(Dataset entries)
== Segment start ==
use serde_json::Value;

use crate::sheet::{Column, Row};

/// Summary line under one column.
#[derive(Debug, Clone, PartialEq)]
pub struct Footer {
    pub column_id: String,
    pub kind: FooterKind,
}

#[derive(Debug, Clone, PartialEq)]
pub enum FooterKind {
    Sum(f64),
    Count(usize),
}

impl FooterKind {
    pub fn label(&self) -> &'static str {
        match self {
            FooterKind::Sum(_) => "Sum",
            FooterKind::Count(_) => "Count",
        }
    }

    pub fn display_value(&self) -> String {
        match self {
            FooterKind::Sum(total) => format!("{total}"),
            FooterKind::Count(n) => format!("{n}"),
        }
    }
}

/// A cell's numeric reading, if it has one. Only string values qualify;
/// a blank or whitespace-only string reads as zero, anything else must
/// parse as a float. Values stored as JSON numbers do not qualify, so a
/// column holding one falls back to counting.
fn numeric_value(value: &Value) -> Option<f64> {
    let s = match value {
        Value::String(s) => s.trim(),
        _ => return None,
    };
    if s.is_empty() {
        return Some(0.0);
    }
    s.parse::<f64>().ok().filter(|n| !n.is_nan())
}

/// Compute one footer per column over the given rows. A column sums when
/// every row has a numeric value for it, and otherwise counts every row,
/// blanks and missing cells included. With no rows at all every column
/// sums to zero.
pub fn compute_footers(columns: &[Column], rows: &[Row]) -> Vec<Footer> {
    columns
        .iter()
        .map(|col| {
            let mut total = 0.0;
            let mut all_numeric = true;
            for row in rows {
                match row.get(&col.id).and_then(numeric_value) {
                    Some(n) => total += n,
                    None => {
                        all_numeric = false;
                        break;
                    }
                }
            }
            let kind = if all_numeric {
                FooterKind::Sum(total)
            } else {
                FooterKind::Count(rows.len())
            };
            Footer {
                column_id: col.id.clone(),
                kind,
            }
        })
        .collect()
}
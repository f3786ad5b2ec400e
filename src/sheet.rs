use rand::Rng;
use serde::{Deserialize, Serialize};
use serde_json::{Map, Value};

use crate::error::AppError;

/// Title given to a sheet created on first visit.
pub const DEFAULT_TITLE: &str = "New Sheet";

// Lowercase base-36 keeps slugs short and URL-safe.
const TOKEN_ALPHABET: &[u8] = b"0123456789abcdefghijklmnopqrstuvwxyz";
const TOKEN_LEN: usize = 11;

/// Generate a short opaque identifier, used for sheet slugs as well as
/// column and row ids.
pub fn random_token() -> String {
    let mut rng = rand::thread_rng();
    (0..TOKEN_LEN)
        .map(|_| TOKEN_ALPHABET[rng.gen_range(0..TOKEN_ALPHABET.len())] as char)
        .collect()
}

/// A named field definition. The id keys every row's value map.
#[derive(Debug, Clone, PartialEq, Serialize, Deserialize)]
pub struct Column {
    pub id: String,
    pub name: String,
}

/// One row: its own id plus a map of column-id to cell value. Serialized
/// flat, so the JSON form is `{"id":"r1","<col id>":"..."}` exactly as the
/// stored blobs have it. Values are meant to be scalars but that is not
/// enforced anywhere, matching the stored data's loose shape.
#[derive(Debug, Clone, PartialEq, Serialize, Deserialize)]
pub struct Row {
    pub id: String,
    #[serde(flatten)]
    pub values: Map<String, Value>,
}

impl Row {
    pub fn empty() -> Self {
        Row {
            id: random_token(),
            values: Map::new(),
        }
    }

    pub fn get(&self, col_id: &str) -> Option<&Value> {
        self.values.get(col_id)
    }

    /// Write one value under a column id. The serialized row is a single
    /// flat object, so the `id` key is the row id itself: writing it
    /// replaces the id. Letting it into the value map would persist a
    /// row with two `id` keys, which no longer parses.
    pub fn set(&mut self, col_id: &str, value: Value) {
        if col_id == "id" {
            self.id = match value {
                Value::String(s) => s,
                other => cell_text(&other),
            };
            return;
        }
        self.values.insert(col_id.to_string(), value);
    }
}

/// Text a cell renders as. Missing values render empty; the loose shapes
/// the data model tolerates get their plain JSON form.
pub fn cell_text(value: &Value) -> String {
    match value {
        Value::Null => String::new(),
        Value::String(s) => s.clone(),
        Value::Number(n) => n.to_string(),
        Value::Bool(b) => b.to_string(),
        other => other.to_string(),
    }
}

/// In-memory form of one spreadsheet document.
#[derive(Debug, Clone, PartialEq)]
pub struct Sheet {
    pub id: String,
    pub title: String,
    pub columns: Vec<Column>,
    pub rows: Vec<Row>,
}

impl Sheet {
    /// The sheet a first visit materializes: two columns, two rows, fixed
    /// labels, fresh ids.
    pub fn with_defaults(id: &str) -> Self {
        let columns = vec![
            Column {
                id: random_token(),
                name: "Column 1".to_string(),
            },
            Column {
                id: random_token(),
                name: "Column 2".to_string(),
            },
        ];

        let labels = [["Cell 1", "Cell 2"], ["Cell 3", "Cell 4"]];
        let rows = labels
            .iter()
            .map(|pair| {
                let mut row = Row::empty();
                for (col, text) in columns.iter().zip(pair.iter()) {
                    row.set(&col.id, Value::String((*text).to_string()));
                }
                row
            })
            .collect();

        Sheet {
            id: id.to_string(),
            title: DEFAULT_TITLE.to_string(),
            columns,
            rows,
        }
    }

    /// Merge one cell value into the row with the matching id. Returns
    /// whether any row matched; a miss is not an error, the caller still
    /// rewrites the (unchanged) collection.
    pub fn set_cell(&mut self, row_id: &str, col_id: &str, value: &str) -> bool {
        for row in &mut self.rows {
            if row.id == row_id {
                row.set(col_id, Value::String(value.to_string()));
                return true;
            }
        }
        false
    }

    /// Append an empty row and return its id.
    pub fn add_row(&mut self) -> String {
        let row = Row::empty();
        let id = row.id.clone();
        self.rows.push(row);
        id
    }

    /// Remove the row with the matching id. Returns whether one existed.
    pub fn delete_row(&mut self, row_id: &str) -> bool {
        let before = self.rows.len();
        self.rows.retain(|row| row.id != row_id);
        self.rows.len() != before
    }

    /// Append a column named after the new column count and return its id.
    pub fn add_column(&mut self) -> String {
        let column = Column {
            id: random_token(),
            name: format!("Column {}", self.columns.len() + 1),
        };
        let id = column.id.clone();
        self.columns.push(column);
        id
    }

    pub fn rename_column(&mut self, col_id: &str, name: &str) -> bool {
        for column in &mut self.columns {
            if column.id == col_id {
                column.name = name.to_string();
                return true;
            }
        }
        false
    }

    /// Remove the column definition only. Row values stored under the
    /// removed id stay in the blob; the subset invariant is intended, not
    /// enforced.
    pub fn remove_column(&mut self, col_id: &str) -> bool {
        let before = self.columns.len();
        self.columns.retain(|column| column.id != col_id);
        self.columns.len() != before
    }

    pub fn set_title(&mut self, title: &str) {
        self.title = title.to_string();
    }

    pub fn columns_blob(&self) -> Result<String, AppError> {
        Ok(serde_json::to_string(&self.columns)?)
    }

    pub fn rows_blob(&self) -> Result<String, AppError> {
        Ok(serde_json::to_string(&self.rows)?)
    }
}

/// Parse the stored `columns` blob. An empty blob reads as no columns;
/// anything that is not an array of `{id, name}` objects is fatal for
/// the request.
pub fn parse_columns(json: &str) -> Result<Vec<Column>, AppError> {
    if json.trim().is_empty() {
        return Ok(Vec::new());
    }
    serde_json::from_str(json).map_err(|source| AppError::InvalidSheet {
        field: "columns",
        source,
    })
}

/// Parse the stored `data` blob into rows. Same leniency for an empty
/// blob; a non-array or an array of non-objects is fatal.
pub fn parse_rows(json: &str) -> Result<Vec<Row>, AppError> {
    if json.trim().is_empty() {
        return Ok(Vec::new());
    }
    serde_json::from_str(json).map_err(|source| AppError::InvalidSheet {
        field: "data",
        source,
    })
}
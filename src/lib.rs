/*!
# sheetpad

A minimal web spreadsheet: visit the root URL, get redirected to a
randomly-named sheet, and start typing. The sheet is created on first
visit and every edit is persisted immediately.

## Architecture

The application is a single server-rendered axum service:

### Web Layer
- **Technologies**: axum, tokio
- **Key Components**:
  - Router mapping a random slug to a sheet resource
  - Form-based mutation endpoints (cell edit, title, rows, columns)
  - Rendered-page cache, cleared whole on any mutation

### Data Layer
- **Technologies**: rusqlite (bundled SQLite), serde_json
- One `sheet` table row per sheet: title plus two JSON text blobs, the
  column definitions and the row records. No relational normalization.

### Rendering
- Server-side HTML built from the parsed sheet: a table of single-input
  forms, per-column sum-or-count footers, and an embedded stylesheet.
  No client-side script.

## Modules

- **sheet**: Sheet/Column/Row model, default sheet, edit operations,
  token generation
- **footer**: per-column sum-or-count aggregation
- **store**: SQLite persistence and the load-or-create path
- **render**: HTML escaping and page rendering
- **app**: state, router and handlers
- **error**: the crate error type and its response mapping

## HTTP Endpoints

- `GET /` - redirect to a fresh random sheet URL
- `GET /sheet/{id}` - render (and lazily create) a sheet; accepts a
  `search_string` query to filter rows
- `POST /sheet/{id}/cells` - save one cell value
- `POST /sheet/{id}/title` - rename the sheet
- `POST /sheet/{id}/rows`, `POST /sheet/{id}/rows/delete` - add or
  remove a row
- `POST /sheet/{id}/columns`, `POST /sheet/{id}/columns/rename`,
  `POST /sheet/{id}/columns/delete` - add, rename or remove a column
- `GET /static/style.css` - the embedded stylesheet
*/

pub mod app;
pub mod error;
pub mod footer;
pub mod render;
pub mod sheet;
pub mod store;

#[cfg(test)]
mod tests;

/// Re-export the model and service types for convenient use
pub use error::*;
pub use footer::*;
pub use render::*;
pub use sheet::*;
pub use store::*;
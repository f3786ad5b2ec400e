use axum::http::StatusCode;
use axum::response::{Html, IntoResponse, Response};
use thiserror::Error;

use crate::render::escape_html;

/// Errors surfaced while handling a request.
///
/// There are no structured error codes and no recovery flow: every variant
/// renders as a plain failure page with a status line and the error text.
#[derive(Debug, Error)]
pub enum AppError {
    #[error("sqlite error: {0}")]
    Sqlite(#[from] rusqlite::Error),

    /// A stored blob failed to parse back into the model, e.g. the `data`
    /// column no longer holds an array of row objects. Fatal for the
    /// request that hit it.
    #[error("invalid stored {field}: {source}")]
    InvalidSheet {
        field: &'static str,
        #[source]
        source: serde_json::Error,
    },

    #[error("json error: {0}")]
    Json(#[from] serde_json::Error),

    #[error("missing form data: {0}")]
    MissingField(&'static str),

    /// A mutation targeted an id with no stored record. Page loads never
    /// hit this (they create the sheet instead); only a hand-built POST
    /// can.
    #[error("no sheet stored under {0}")]
    NoSuchSheet(String),
}

impl AppError {
    fn status(&self) -> StatusCode {
        match self {
            AppError::MissingField(_) => StatusCode::BAD_REQUEST,
            AppError::NoSuchSheet(_) => StatusCode::NOT_FOUND,
            AppError::Sqlite(_) | AppError::InvalidSheet { .. } | AppError::Json(_) => {
                StatusCode::INTERNAL_SERVER_ERROR
            }
        }
    }
}

impl IntoResponse for AppError {
    fn into_response(self) -> Response {
        let status = self.status();
        log::error!("request failed ({status}): {self}");

        let page = format!(
            "<!DOCTYPE html>\n<html>\n<head><title>{status}</title></head>\n\
             <body>\n<h1>{status}</h1>\n<p>{}</p>\n</body>\n</html>\n",
            escape_html(&self.to_string())
        );
        (status, Html(page)).into_response()
    }
}
use serde_json::{Map, Value};

use crate::*;

fn column(id: &str, name: &str) -> Column {
    Column {
        id: id.to_string(),
        name: name.to_string(),
    }
}

fn row(id: &str, cells: &[(&str, &str)]) -> Row {
    let mut row = Row {
        id: id.to_string(),
        values: Map::new(),
    };
    for (col_id, value) in cells {
        row.set(col_id, Value::String((*value).to_string()));
    }
    row
}

fn sample_sheet() -> Sheet {
    Sheet {
        id: "s1".to_string(),
        title: "Budget".to_string(),
        columns: vec![column("a", "C1"), column("b", "C2")],
        rows: vec![row("r1", &[("a", "10"), ("b", "x")])],
    }
}

#[test]
fn default_sheet_has_two_columns_and_two_rows() {
    let sheet = Sheet::with_defaults("abc123");

    assert_eq!(sheet.id, "abc123");
    assert_eq!(sheet.title, DEFAULT_TITLE);
    assert_eq!(sheet.columns.len(), 2);
    assert_eq!(sheet.columns[0].name, "Column 1");
    assert_eq!(sheet.columns[1].name, "Column 2");
    assert_eq!(sheet.rows.len(), 2);

    let texts: Vec<String> = sheet
        .rows
        .iter()
        .flat_map(|row| {
            sheet
                .columns
                .iter()
                .map(move |col| cell_text(row.get(&col.id).expect("default cell should exist")))
        })
        .collect();
    assert_eq!(texts, ["Cell 1", "Cell 2", "Cell 3", "Cell 4"]);
}

#[test]
fn default_sheet_ids_are_distinct() {
    let sheet = Sheet::with_defaults("abc123");

    assert_ne!(sheet.columns[0].id, sheet.columns[1].id);
    assert_ne!(sheet.rows[0].id, sheet.rows[1].id);
}

#[test]
fn random_tokens_are_lowercase_base36() {
    let token = random_token();

    assert_eq!(token.len(), 11);
    assert!(
        token
            .chars()
            .all(|c| c.is_ascii_lowercase() || c.is_ascii_digit())
    );
    assert_ne!(token, random_token());
}

#[test]
fn footer_sums_numeric_columns_and_counts_the_rest() {
    let sheet = sample_sheet();
    let footers = compute_footers(&sheet.columns, &sheet.rows);

    assert_eq!(footers.len(), 2);
    assert_eq!(footers[0].column_id, "a");
    assert_eq!(footers[0].kind, FooterKind::Sum(10.0));
    assert_eq!(footers[0].kind.label(), "Sum");
    assert_eq!(footers[0].kind.display_value(), "10");
    assert_eq!(footers[1].column_id, "b");
    assert_eq!(footers[1].kind, FooterKind::Count(1));
    assert_eq!(footers[1].kind.display_value(), "1");
}

#[test]
fn footer_counts_rows_with_missing_cells() {
    let columns = vec![column("a", "C1")];
    let rows = vec![row("r1", &[("a", "1")]), row("r2", &[])];

    let footers = compute_footers(&columns, &rows);
    assert_eq!(footers[0].kind, FooterKind::Count(2));
}

#[test]
fn footer_blank_strings_sum_as_zero() {
    let columns = vec![column("a", "C1")];
    let rows = vec![
        row("r1", &[("a", "")]),
        row("r2", &[("a", "   ")]),
        row("r3", &[("a", "5")]),
    ];

    let footers = compute_footers(&columns, &rows);
    assert_eq!(footers[0].kind, FooterKind::Sum(5.0));
}

#[test]
fn footer_accepts_signed_and_scientific_strings() {
    let columns = vec![column("a", "C1")];
    let rows = vec![
        row("r1", &[("a", "-2.5")]),
        row("r2", &[("a", "1e3")]),
        row("r3", &[("a", " 1.5 ")]),
    ];

    let footers = compute_footers(&columns, &rows);
    assert_eq!(footers[0].kind, FooterKind::Sum(999.0));
}

#[test]
fn footer_json_numbers_force_count() {
    let columns = vec![column("a", "C1")];
    let mut numeric_row = row("r1", &[]);
    numeric_row.set("a", Value::from(10));

    let footers = compute_footers(&columns, &[numeric_row]);
    assert_eq!(footers[0].kind, FooterKind::Count(1));
}

#[test]
fn footer_with_no_rows_sums_to_zero() {
    let columns = vec![column("a", "C1")];

    let footers = compute_footers(&columns, &[]);
    assert_eq!(footers[0].kind, FooterKind::Sum(0.0));
    assert_eq!(footers[0].kind.display_value(), "0");
}

#[test]
fn footer_fractional_sum_keeps_its_decimals() {
    let columns = vec![column("a", "C1")];
    let rows = vec![row("r1", &[("a", "1.25")])];

    let footers = compute_footers(&columns, &rows);
    assert_eq!(footers[0].kind.display_value(), "1.25");
}

#[test]
fn set_cell_replaces_only_the_matching_row() {
    let mut sheet = Sheet {
        rows: vec![
            row("r1", &[("a", "10"), ("b", "x")]),
            row("r2", &[("a", "20"), ("b", "y")]),
        ],
        ..sample_sheet()
    };

    assert!(sheet.set_cell("r1", "a", "99"));
    assert_eq!(cell_text(sheet.rows[0].get("a").unwrap()), "99");
    assert_eq!(cell_text(sheet.rows[0].get("b").unwrap()), "x");
    assert_eq!(cell_text(sheet.rows[1].get("a").unwrap()), "20");
}

#[test]
fn set_cell_on_unknown_row_changes_nothing() {
    let mut sheet = sample_sheet();
    let before = sheet.clone();

    assert!(!sheet.set_cell("missing", "a", "99"));
    assert_eq!(sheet, before);
}

#[test]
fn set_cell_merges_a_key_the_row_never_had() {
    let mut sheet = sample_sheet();

    assert!(sheet.set_cell("r1", "zz", "new"));
    assert_eq!(cell_text(sheet.rows[0].get("zz").unwrap()), "new");
}

#[test]
fn set_cell_under_the_id_key_replaces_the_row_id() {
    let mut sheet = sample_sheet();

    assert!(sheet.set_cell("r1", "id", "r9"));
    assert_eq!(sheet.rows[0].id, "r9");
    assert!(sheet.rows[0].get("id").is_none());

    // The row still serializes with a single "id" key and parses back.
    let blob = sheet.rows_blob().unwrap();
    assert_eq!(blob.matches("\"id\"").count(), 1);
    assert_eq!(parse_rows(&blob).unwrap()[0].id, "r9");
}

#[test]
fn add_and_delete_row() {
    let mut sheet = sample_sheet();

    let id = sheet.add_row();
    assert_eq!(sheet.rows.len(), 2);
    assert!(sheet.rows[1].values.is_empty());

    assert!(sheet.delete_row(&id));
    assert_eq!(sheet.rows.len(), 1);
    assert!(!sheet.delete_row("missing"));
}

#[test]
fn add_column_names_follow_the_count() {
    let mut sheet = sample_sheet();

    sheet.add_column();
    assert_eq!(sheet.columns[2].name, "Column 3");

    // Numbering tracks the current count, so names can repeat after a
    // removal.
    let removed_id = sheet.columns[0].id.clone();
    assert!(sheet.remove_column(&removed_id));
    sheet.add_column();
    assert_eq!(sheet.columns[2].name, "Column 3");
}

#[test]
fn remove_column_keeps_row_values() {
    let mut sheet = sample_sheet();

    assert!(sheet.remove_column("a"));
    assert_eq!(sheet.columns.len(), 1);
    assert!(sheet.rows[0].get("a").is_some());
    assert!(!sheet.remove_column("a"));
}

#[test]
fn rename_column_hits_and_misses() {
    let mut sheet = sample_sheet();

    assert!(sheet.rename_column("a", "Amount"));
    assert_eq!(sheet.columns[0].name, "Amount");
    assert!(!sheet.rename_column("missing", "Nope"));
}

#[test]
fn blobs_round_trip_through_parse() {
    let sheet = sample_sheet();

    let columns_json = sheet.columns_blob().expect("columns should serialize");
    let rows_json = sheet.rows_blob().expect("rows should serialize");

    assert_eq!(
        parse_columns(&columns_json).expect("columns should parse"),
        sheet.columns
    );
    assert_eq!(parse_rows(&rows_json).expect("rows should parse"), sheet.rows);
}

#[test]
fn row_blob_keeps_cell_keys_at_the_top_level() {
    let sheet = sample_sheet();
    let json = sheet.rows_blob().expect("rows should serialize");

    // Flat row objects, no nested values map.
    assert!(json.contains("\"id\":\"r1\""));
    assert!(json.contains("\"a\":\"10\""));
    assert!(!json.contains("values"));
}

#[test]
fn empty_blobs_parse_as_empty_collections() {
    assert_eq!(parse_columns("").expect("blank columns"), Vec::new());
    assert_eq!(parse_rows("   ").expect("blank rows"), Vec::new());
}

#[test]
fn malformed_blobs_are_rejected() {
    assert!(matches!(
        parse_columns("{}"),
        Err(AppError::InvalidSheet { field: "columns", .. })
    ));
    assert!(matches!(
        parse_rows("[42]"),
        Err(AppError::InvalidSheet { field: "data", .. })
    ));
}

#[test]
fn error_responses_carry_the_right_status() {
    use axum::http::StatusCode;
    use axum::response::IntoResponse;

    let bad_form = AppError::MissingField("cell_value").into_response();
    assert_eq!(bad_form.status(), StatusCode::BAD_REQUEST);

    let missing = AppError::NoSuchSheet("ghost".to_string()).into_response();
    assert_eq!(missing.status(), StatusCode::NOT_FOUND);

    let corrupt = parse_columns("{}").expect_err("non-array should fail");
    assert_eq!(
        corrupt.into_response().status(),
        StatusCode::INTERNAL_SERVER_ERROR
    );
}

#[test]
fn escape_html_escapes_markup() {
    assert_eq!(
        escape_html("<b>\"a\" & 'b'</b>"),
        "&lt;b&gt;&quot;a&quot; &amp; &#39;b&#39;&lt;/b&gt;"
    );
    assert_eq!(escape_html("plain"), "plain");
}

#[test]
fn render_page_shows_cells_footers_and_forms() {
    let sheet = sample_sheet();
    let page = render_page(&sheet, None);

    assert!(page.contains("<title>Budget</title>"));
    assert!(page.contains("value=\"10\""));
    assert!(page.contains("value=\"x\""));
    assert!(page.contains("<em>Sum: </em><span>10</span>"));
    assert!(page.contains("<em>Count: </em><span>1</span>"));
    assert!(page.contains("action=\"/sheet/s1/cells\""));
    assert!(page.contains("action=\"/sheet/s1/title\""));
    assert!(page.contains("name=\"search_string\""));
}

#[test]
fn render_page_escapes_stored_values() {
    let mut sheet = sample_sheet();
    sheet.set_cell("r1", "a", "<script>alert(1)</script>");
    sheet.set_title("Tom & Jerry");

    let page = render_page(&sheet, None);
    assert!(!page.contains("<script>alert(1)</script>"));
    assert!(page.contains("&lt;script&gt;"));
    assert!(page.contains("<title>Tom &amp; Jerry</title>"));
}

#[test]
fn render_page_search_filters_rows_and_footers() {
    let sheet = Sheet {
        rows: vec![
            row("r1", &[("a", "apple"), ("b", "1")]),
            row("r2", &[("a", "banana"), ("b", "2")]),
        ],
        ..sample_sheet()
    };

    let page = render_page(&sheet, Some("App"));
    assert!(page.contains("value=\"apple\""));
    assert!(!page.contains("value=\"banana\""));
    // Footers cover only the displayed row.
    assert!(page.contains("<em>Count: </em><span>1</span>"));
    assert!(page.contains("<em>Sum: </em><span>1</span>"));
    assert!(page.contains("value=\"App\""));
}

#[test]
fn render_page_blank_search_shows_everything() {
    let sheet = sample_sheet();

    let canonical = render_page(&sheet, None);
    let blank = render_page(&sheet, Some("   "));
    assert_eq!(canonical, blank);
}

#[test]
fn store_creates_defaults_then_returns_the_stored_sheet() {
    let store = SheetStore::open_in_memory().expect("store should open");

    let first = store.load_or_create("fresh1").expect("first load");
    assert_eq!(first.title, DEFAULT_TITLE);
    assert_eq!(first.columns.len(), 2);

    let again = store.load_or_create("fresh1").expect("second load");
    assert_eq!(again, first);
}

#[test]
fn store_update_rewrites_the_record() {
    let store = SheetStore::open_in_memory().expect("store should open");
    let sheet = store.load_or_create("edit1").expect("load");
    let row_id = sheet.rows[0].id.clone();
    let col_id = sheet.columns[0].id.clone();

    let matched = store
        .update_with("edit1", |s| s.set_cell(&row_id, &col_id, "42"))
        .expect("update should succeed");
    assert!(matched);

    let reloaded = store.load_or_create("edit1").expect("reload");
    assert_eq!(cell_text(reloaded.rows[0].get(&col_id).unwrap()), "42");
    // Everything else is untouched.
    assert_eq!(
        cell_text(reloaded.rows[1].get(&col_id).unwrap()),
        "Cell 3"
    );
}

#[test]
fn store_survives_a_write_under_the_id_key() {
    let store = SheetStore::open_in_memory().expect("store should open");
    let sheet = store.load_or_create("idkey1").expect("load");
    let row_id = sheet.rows[0].id.clone();

    let matched = store
        .update_with("idkey1", |s| s.set_cell(&row_id, "id", "renamed"))
        .expect("update should succeed");
    assert!(matched);

    // The stored blob still parses, with the row id overwritten.
    let reloaded = store.load_or_create("idkey1").expect("reload");
    assert_eq!(reloaded.rows[0].id, "renamed");
}

#[test]
fn store_update_missing_sheet_fails_without_creating_it() {
    let store = SheetStore::open_in_memory().expect("store should open");

    let err = store
        .update_with("ghost", |s| s.add_row())
        .expect_err("update of a missing sheet should fail");
    assert!(matches!(err, AppError::NoSuchSheet(_)));
    assert!(store.find("ghost").expect("find").is_none());
}

#[test]
fn store_persists_across_reopen() {
    let dir = tempfile::tempdir().expect("should create temp dir");
    let db_path = dir.path().join("sheets.db");

    {
        let store = SheetStore::open_path(&db_path).expect("store should open");
        let sheet = store.load_or_create("disk1").expect("create");
        let row_id = sheet.rows[0].id.clone();
        let col_id = sheet.columns[0].id.clone();
        store
            .update_with("disk1", |s| s.set_cell(&row_id, &col_id, "kept"))
            .expect("update");
    }

    let store = SheetStore::open_path(&db_path).expect("store should reopen");
    let record = store
        .find("disk1")
        .expect("find")
        .expect("record should survive reopen");
    assert!(record.data.contains("kept"));
    assert_eq!(record.parse().expect("parse").columns.len(), 2);
}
== Segment end ==
§ **Required work**: Report only how many lines in the entries above contain the string "push".

§ **Exercise answer**: 2